L’implicazione delle osservazioni di Barkat è che le forze di difesa israeliane stanno agendo con esitazione e ‘delicatezza’ a Gaza, sotto restrizioni dettate dagli Stati Uniti. Ed è questo quando in realtà, l’esercito sta impiegando un fuoco enormemente pesante, con quattro divisioni all’interno di Gaza e massicci bombardamenti dall’aria, dal mare e dalla terra.

Le sue operazioni stanno richiedendo un prezzo pesante da Hamas sotto forma di vite di terroristi e stanno anche causando danni molto gravi alla popolazione civile, con oltre 20.000 persone uccise secondo il ministero della salute di Gaza gestito da Hamas.

Le operazioni dell’Idf nell’ambiente densamente popolato e complesso di Gaza, sia fuori terra che nei tunnel di Hamas, hanno richiesto un prezzo pesante anche ai nostri soldati. Alcuni soldati sono stati colpiti da aerei o carri armati israeliani – un fatto che mostra la complessità dei combattimenti e la difficoltà di usare gli aerei quando così tante forze si stanno muovendo attraverso piccole aree urbane affollate.

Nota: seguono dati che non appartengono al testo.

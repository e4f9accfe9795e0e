use log::debug;

use crate::error::Result;

pub const USER_AGENT: &str = concat!("cep-finder/", env!("CARGO_PKG_VERSION"));

/// Status and body of an HTTP response, whatever the status.
#[derive(Debug, Clone, PartialEq, Eq)]
pub struct TransportResponse {
    pub status: u16,
    pub body: String
}

impl TransportResponse {
    pub fn is_success(&self) -> bool {
        (200..300).contains(&self.status)
    }
}

/// Performs the GET requests issued by lookups.
///
/// Implementations return `Ok` for every response that arrived, including
/// 4xx and 5xx ones, and an error only when there is no response at all.
pub trait Transport {
    fn get(&self, url: &str) -> Result<TransportResponse>;
}

impl<T: Transport + ?Sized> Transport for Box<T> {
    fn get(&self, url: &str) -> Result<TransportResponse> {
        (**self).get(url)
    }
}

/// Blocking reqwest transport.
#[derive(Debug, Clone)]
pub struct HttpTransport {
    client: reqwest::blocking::Client
}

impl HttpTransport {
    pub fn new() -> Result<HttpTransport> {
        let client = reqwest::blocking::Client::builder()
            .user_agent(USER_AGENT)
            .build()?;
        Ok(HttpTransport { client })
    }

    /// Use a caller-built client, e.g. one with a timeout or a proxy.
    pub fn from_client(client: reqwest::blocking::Client) -> HttpTransport {
        HttpTransport { client }
    }
}

impl Transport for HttpTransport {
    fn get(&self, url: &str) -> Result<TransportResponse> {
        let resp = self.client.get(url).send()?;
        let status = resp.status().as_u16();
        let success = resp.status().is_success();
        let body = match resp.text() {
            Ok(body) => body,
            // The status alone answers a failed lookup
            Err(err) if !success => {
                debug!("GET {} -> {}, body unreadable: {}", url, status, err);
                String::new()
            },
            Err(err) => return Err(err.into())
        };
        debug!("GET {} -> {} ({} bytes)", url, status, body.len());

        Ok(TransportResponse { status, body })
    }
}

#[cfg(test)]
pub(crate) mod stub {
    use std::cell::RefCell;
    use std::collections::VecDeque;

    use super::{Transport, TransportResponse};
    use crate::error::{CepError, Result};

    /// Answers requests with canned responses, in order, repeating the last
    /// one. `None` stands for a request that got no response.
    #[derive(Debug)]
    pub(crate) struct StubTransport {
        responses: RefCell<VecDeque<Option<TransportResponse>>>,
        pub requests: RefCell<Vec<String>>
    }

    impl StubTransport {
        pub fn respond(status: u16, body: &str) -> StubTransport {
            StubTransport::start(Some(TransportResponse { status, body: body.to_owned() }))
        }

        pub fn unreachable() -> StubTransport {
            StubTransport::start(None)
        }

        pub fn then(self, status: u16, body: &str) -> StubTransport {
            self.responses
                .borrow_mut()
                .push_back(Some(TransportResponse { status, body: body.to_owned() }));
            self
        }

        fn start(response: Option<TransportResponse>) -> StubTransport {
            StubTransport {
                responses: RefCell::new(vec![response].into()),
                requests: RefCell::new(Vec::new())
            }
        }
    }

    impl Transport for StubTransport {
        fn get(&self, url: &str) -> Result<TransportResponse> {
            self.requests.borrow_mut().push(url.to_owned());

            let mut responses = self.responses.borrow_mut();
            let response = if responses.len() > 1 {
                responses.pop_front().flatten()
            } else {
                responses.front().cloned().flatten()
            };

            response.ok_or_else(|| CepError::Transport {
                status: None,
                source: Box::new("dns error: no such host")
            })
        }
    }
}
//! Traffic recording decode and encode.
//!
//! A recording directory holds one or more `.bin` files, each a
//! concatenation of framed packets produced by the server's traffic
//! recorder. This module turns those bytes into lazy [`Packet`] streams and
//! writes the identical format back out for the filter.

use std::path::Path;

use crate::error::Result;

pub mod packet;
pub mod reader;
pub mod writer;

pub use packet::{EventType, Packet, MAX_SESSION_METADATA, MIN_PACKET_SIZE};
pub use reader::{RecordingReader, RecordingSet};
pub use writer::RecordingWriter;

/// Open a packet source from a recording file or a directory of `.bin`
/// files.
pub fn open_source(path: impl AsRef<Path>) -> Result<Box<dyn Iterator<Item = Result<Packet>> + Send>> {
    let path = path.as_ref();
    if path.is_dir() {
        Ok(Box::new(RecordingSet::open(path)?))
    } else {
        Ok(Box::new(RecordingReader::open(path)?))
    }
}
//! Command-line arguments for mongotap.
//!
//! This module defines the CLI surface using clap.

use clap::{Parser, Subcommand, ValueEnum};
use std::path::PathBuf;

use crate::replay::ReplayMode;

use super::defaults::*;

/// mongotap CLI
#[derive(Parser, Debug)]
#[command(name = "mongotap")]
#[command(version = env!("CARGO_PKG_VERSION"))]
#[command(about = "Replay, filter and analyze MongoDB traffic recordings")]
#[command(long_about = r#"Replay, filter and analyze MongoDB traffic recordings.

Recordings are the .bin files written by the server's traffic recorder.
A recording argument may be a single file or a directory, in which case
every *.bin file is consumed in lexicographic (chronological) order.

QUICK START:
    # What is in this recording?
    mongotap analyze ./recording/

    # Replay user traffic against a staging cluster at double speed
    mongotap play ./recording/ --target mongodb://staging:27017 \
        --requests-only --user-ops-smart --speed 2.0

    # Byte-exact replay
    mongotap play ./recording/ --target mongodb://staging:27017 --mode raw

    # Shrink a recording to the interesting part
    mongotap filter --input big.bin --output small.bin \
        --requests-only --user-ops-smart

    # Turn a recording into a mongosh script
    mongotap script-gen ./recording/ --crud-only > replay.js

ENVIRONMENT VARIABLES:
    MONGOTAP_TARGET       Default target connection URI
    MONGOTAP_LOG_LEVEL    Log level (trace, debug, info, warn, error)"#)]
pub struct Cli {
    /// Log level (trace, debug, info, warn, error)
    #[arg(long, global = true, env = "MONGOTAP_LOG_LEVEL", default_value = DEFAULT_LOG_LEVEL)]
    pub log_level: String,

    /// Output format for stats and reports
    #[arg(long, global = true, value_enum, default_value = "text")]
    pub format: OutputFormat,

    #[command(subcommand)]
    pub command: Commands,
}

/// How stats and reports are printed
#[derive(ValueEnum, Debug, Clone, Copy, PartialEq, Eq)]
pub enum OutputFormat {
    Text,
    Json,
}

#[derive(Subcommand, Debug)]
pub enum Commands {
    /// Replay a recording against a target server
    #[command(long_about = r#"Replay a recording against a target server.

EXAMPLES:
    # Semantic replay preserving original timing
    mongotap play ./recording/ --target mongodb://localhost:27017

    # Byte-exact replay, fire-and-forget, as fast as possible
    mongotap play ./recording/ --target mongodb://localhost:27017 \
        --mode raw --speed 0

    # Only application traffic, first 1000 operations
    mongotap play ./recording/ --target mongodb://localhost:27017 \
        --requests-only --user-ops-smart --limit 1000

    # Check what would be sent, without a server
    mongotap play ./recording/ --dry-run"#)]
    Play {
        /// Recording file or directory of .bin files
        recording: PathBuf,

        /// Target connection URI (e.g. mongodb://localhost:27017)
        #[arg(long, env = "MONGOTAP_TARGET", required_unless_present = "dry_run")]
        target: Option<String>,

        /// Replay strategy
        #[arg(long, value_enum, default_value = "command")]
        mode: ReplayMode,

        /// Speed multiplier; 1.0 preserves capture timing, 0 fast-forwards
        #[arg(long, default_value_t = DEFAULT_SPEED)]
        speed: f64,

        /// Only replay requests (skip responses)
        #[arg(long)]
        requests_only: bool,

        /// Only replay user operations (simple command-name filter)
        #[arg(long)]
        user_ops: bool,

        /// Only replay user operations (context-aware database/collection check)
        #[arg(long)]
        user_ops_smart: bool,

        /// Parse and validate without sending
        #[arg(long)]
        dry_run: bool,

        /// Stop after N send attempts
        #[arg(long)]
        limit: Option<u64>,

        /// Per-operation timeout in milliseconds (command mode)
        #[arg(long)]
        timeout_ms: Option<u64>,
    },

    /// Raw-mode replay that reads one response per send
    #[command(long_about = r#"Raw-mode replay that reads one response per send.

Identical to `play --mode raw` except each send waits for the server's
response, so transport-level failures surface per operation instead of
being swallowed by fire-and-forget."#)]
    Validate {
        /// Recording file or directory of .bin files
        recording: PathBuf,

        /// Target connection URI
        #[arg(long, env = "MONGOTAP_TARGET")]
        target: String,

        /// Speed multiplier; 1.0 preserves capture timing, 0 fast-forwards
        #[arg(long, default_value_t = DEFAULT_SPEED)]
        speed: f64,

        /// Only replay requests (skip responses)
        #[arg(long)]
        requests_only: bool,

        /// Only replay user operations (context-aware check)
        #[arg(long)]
        user_ops_smart: bool,

        /// Stop after N send attempts
        #[arg(long)]
        limit: Option<u64>,
    },

    /// Rewrite a recording, dropping packets that fail a predicate
    #[command(long_about = r#"Rewrite a recording, dropping packets that fail a predicate.

EXAMPLES:
    # Remove responses (typically halves the size)
    mongotap filter --input rec.bin --output out.bin --requests-only

    # Keep only user operations, context-aware
    mongotap filter --input rec.bin --output out.bin --user-ops-smart

    # Keep only inserts and updates in a time window
    mongotap filter --input rec.bin --output out.bin \
        --include-commands insert,update \
        --min-offset 1000000 --max-offset 9000000"#)]
    Filter {
        /// Input recording file or directory
        #[arg(long)]
        input: PathBuf,

        /// Output recording file
        #[arg(long)]
        output: PathBuf,

        /// Keep only requests; session events are preserved
        #[arg(long)]
        requests_only: bool,

        /// Keep only user operations (simple command-name filter)
        #[arg(long)]
        user_ops_only: bool,

        /// Keep only user operations (context-aware database/collection check)
        #[arg(long)]
        user_ops_smart: bool,

        /// Drop internal operations (hello, getMore, replication)
        #[arg(long)]
        exclude_internal: bool,

        /// Comma-separated command names to keep
        #[arg(long, value_delimiter = ',')]
        include_commands: Vec<String>,

        /// Comma-separated command names to drop
        #[arg(long, value_delimiter = ',')]
        exclude_commands: Vec<String>,

        /// Drop packets before this offset in microseconds
        #[arg(long, default_value_t = 0)]
        min_offset: u64,

        /// Drop packets after this offset in microseconds (0 = unlimited)
        #[arg(long, default_value_t = 0)]
        max_offset: u64,
    },

    /// Summarize a recording: sessions, opcodes, commands, timing
    Analyze {
        /// Recording file or directory of .bin files
        recording: PathBuf,
    },

    /// List individual packets
    Packets {
        /// Recording file or directory of .bin files
        recording: PathBuf,

        /// all | user | command:<name> | session:<id>
        #[arg(long, default_value = "all")]
        filter: String,

        /// Maximum packets to print
        #[arg(long, default_value_t = DEFAULT_PACKET_LIMIT)]
        limit: usize,
    },

    /// Generate an administrative shell script from a recording
    #[command(name = "script-gen")]
    ScriptGen {
        /// Recording file or directory of .bin files
        recording: PathBuf,

        /// Only translate insert/update/delete/find/findAndModify
        #[arg(long)]
        crud_only: bool,

        /// Skip responses
        #[arg(long)]
        requests_only: bool,

        /// Write the script here instead of stdout
        #[arg(short, long)]
        output: Option<PathBuf>,
    },
}
#[cfg(test)]
mod tests {
    use super::*;
    use bson::doc;

    fn command(database: &str, name: &str, document: Document) -> Command {
        Command {
            database: database.to_string(),
            name: name.to_string(),
            document,
        }
    }

    #[test]
    fn test_render_insert() {
        let cmd = command(
            "app",
            "insert",
            doc! { "insert": "users", "documents": [{ "_id": 1, "name": "A" }] },
        );
        let script = render(&cmd).unwrap();
        assert!(script.starts_with("db.getSiblingDB(\"app\").users.insertOne("));
        assert!(script.contains("\"_id\": 1"));
        assert!(script.contains("\"name\": \"A\""));
        assert!(script.ends_with(");"));
    }

    #[test]
    fn test_render_insert_one_statement_per_document() {
        let cmd = command(
            "app",
            "insert",
            doc! { "insert": "users", "documents": [{ "_id": 1 }, { "_id": 2 }] },
        );
        let script = render(&cmd).unwrap();
        assert_eq!(script.matches("insertOne").count(), 2);
    }

    #[test]
    fn test_render_update_one_vs_many() {
        let cmd = command(
            "app",
            "update",
            doc! {
                "update": "users",
                "updates": [
                    { "q": { "a": 1 }, "u": { "$set": { "b": 2 } }, "multi": true },
                    { "q": { "a": 2 }, "u": { "$set": { "b": 3 } } },
                ],
            },
        );
        let script = render(&cmd).unwrap();
        assert!(script.contains("updateMany"));
        assert!(script.contains("updateOne"));
        assert!(script.contains("$set"));
    }

    #[test]
    fn test_render_delete_limits() {
        let cmd = command(
            "app",
            "delete",
            doc! {
                "delete": "users",
                "deletes": [
                    { "q": { "a": 1 }, "limit": 1 },
                    { "q": {}, "limit": 0 },
                ],
            },
        );
        let script = render(&cmd).unwrap();
        assert!(script.contains("deleteOne"));
        assert!(script.contains("deleteMany"));
    }

    #[test]
    fn test_render_find_chains_modifiers() {
        let cmd = command(
            "shop",
            "find",
            doc! {
                "find": "orders",
                "filter": { "total": { "$gt": 100 } },
                "projection": { "total": 1 },
                "sort": { "total": -1 },
                "limit": 5,
            },
        );
        let script = render(&cmd).unwrap();
        assert!(script.starts_with("db.getSiblingDB(\"shop\").orders.find("));
        let find_pos = script.find(".find(").unwrap();
        let project_pos = script.find(".project(").unwrap();
        let sort_pos = script.find(".sort(").unwrap();
        let limit_pos = script.find(".limit(5)").unwrap();
        assert!(find_pos < project_pos && project_pos < sort_pos && sort_pos < limit_pos);
    }

    #[test]
    fn test_render_find_bare() {
        let cmd = command("shop", "find", doc! { "find": "orders" });
        let script = render(&cmd).unwrap();
        assert_eq!(script, "db.getSiblingDB(\"shop\").orders.find({});");
    }

    #[test]
    fn test_render_aggregate() {
        let cmd = command(
            "shop",
            "aggregate",
            doc! { "aggregate": "sales", "pipeline": [{ "$match": { "region": "eu" } }] },
        );
        let script = render(&cmd).unwrap();
        assert!(script.contains(".sales.aggregate("));
        assert!(script.contains("$match"));
    }

    #[test]
    fn test_render_find_and_modify_removes_command_field() {
        let cmd = command(
            "app",
            "findAndModify",
            doc! { "findAndModify": "jobs", "query": { "state": "new" }, "update": { "$set": { "state": "run" } } },
        );
        let script = render(&cmd).unwrap();
        assert!(script.contains(".jobs.findAndModify("));
        assert!(!script.contains("\"findAndModify\""));
        assert!(script.contains("\"query\""));
    }

    #[test]
    fn test_render_create_indexes() {
        let cmd = command(
            "app",
            "createIndexes",
            doc! {
                "createIndexes": "users",
                "indexes": [
                    { "key": { "email": 1 }, "name": "email_1", "unique": true },
                    { "key": { "age": -1 } },
                ],
            },
        );
        let script = render(&cmd).unwrap();
        assert!(script.contains("\"unique\": true"));
        assert!(script.contains("\"name\": \"email_1\""));
        assert_eq!(script.matches("createIndex(").count(), 2);
    }

    #[test]
    fn test_render_ddl_and_fallback() {
        let create = command("app", "create", doc! { "create": "events" });
        assert_eq!(
            render(&create).unwrap(),
            "db.getSiblingDB(\"app\").createCollection(\"events\");"
        );

        let drop = command("app", "drop", doc! { "drop": "events" });
        assert_eq!(
            render(&drop).unwrap(),
            "db.getSiblingDB(\"app\").events.drop();"
        );

        let drop_index = command(
            "app",
            "dropIndexes",
            doc! { "dropIndexes": "users", "index": "email_1" },
        );
        assert_eq!(
            render(&drop_index).unwrap(),
            "db.getSiblingDB(\"app\").users.dropIndex(\"email_1\");"
        );

        let other = command("admin", "setParameter", doc! { "setParameter": 1, "logLevel": 2 });
        let script = render(&other).unwrap();
        assert!(script.starts_with("db.getSiblingDB(\"admin\").runCommand("));
        assert!(script.contains("logLevel"));
    }

    #[test]
    fn test_render_insert_without_documents_fails() {
        let cmd = command("app", "insert", doc! { "insert": "users" });
        assert!(matches!(
            render(&cmd),
            Err(MongotapError::MalformedBson(_))
        ));
    }
}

Barkat, come al solito, ha paura di lanciare un attacco frontale a Netanyahu per non cadere vittima della macchina del veleno pro-Bibi. Ma avrà sempre il presidente del Partito dell’Unità Nazionale Benny Gantz, l’ex leader dell’opposizione che si è unito al gabinetto di guerra dopo l’inizio della guerra. “Purtroppo, Gantz è ancora prigioniero di una dottrina errata”, , ha twittato Barkat.

“Da lui in particolare, mi sarei aspettato un certo grado di modestia, attenzione alle critiche sostanziali e la comprensione che le vite dei nostri combattenti sono più importanti delle vite dei Gazawi”. I suoi punti di discussione suonano esattamente come quelli di Ben-Gvir: l’esercito è debole; sta mettendo in pericolo inutilmente la vita dei soldati ed è misericordioso con gli abitanti di Gaza. È il populismo al suo peggio.

Se Barkat vuole essere il prossimo primo ministro, deve presentare un piano coerente per il giorno dopo Netanyahu, così come per il giorno dopo Hamas. Deve spiegare cosa farebbe diversamente e abbandonare lo spregevole populismo che accusa l’esercito di abbandonare i suoi soldati. Un Ben-Gvir è sufficiente”.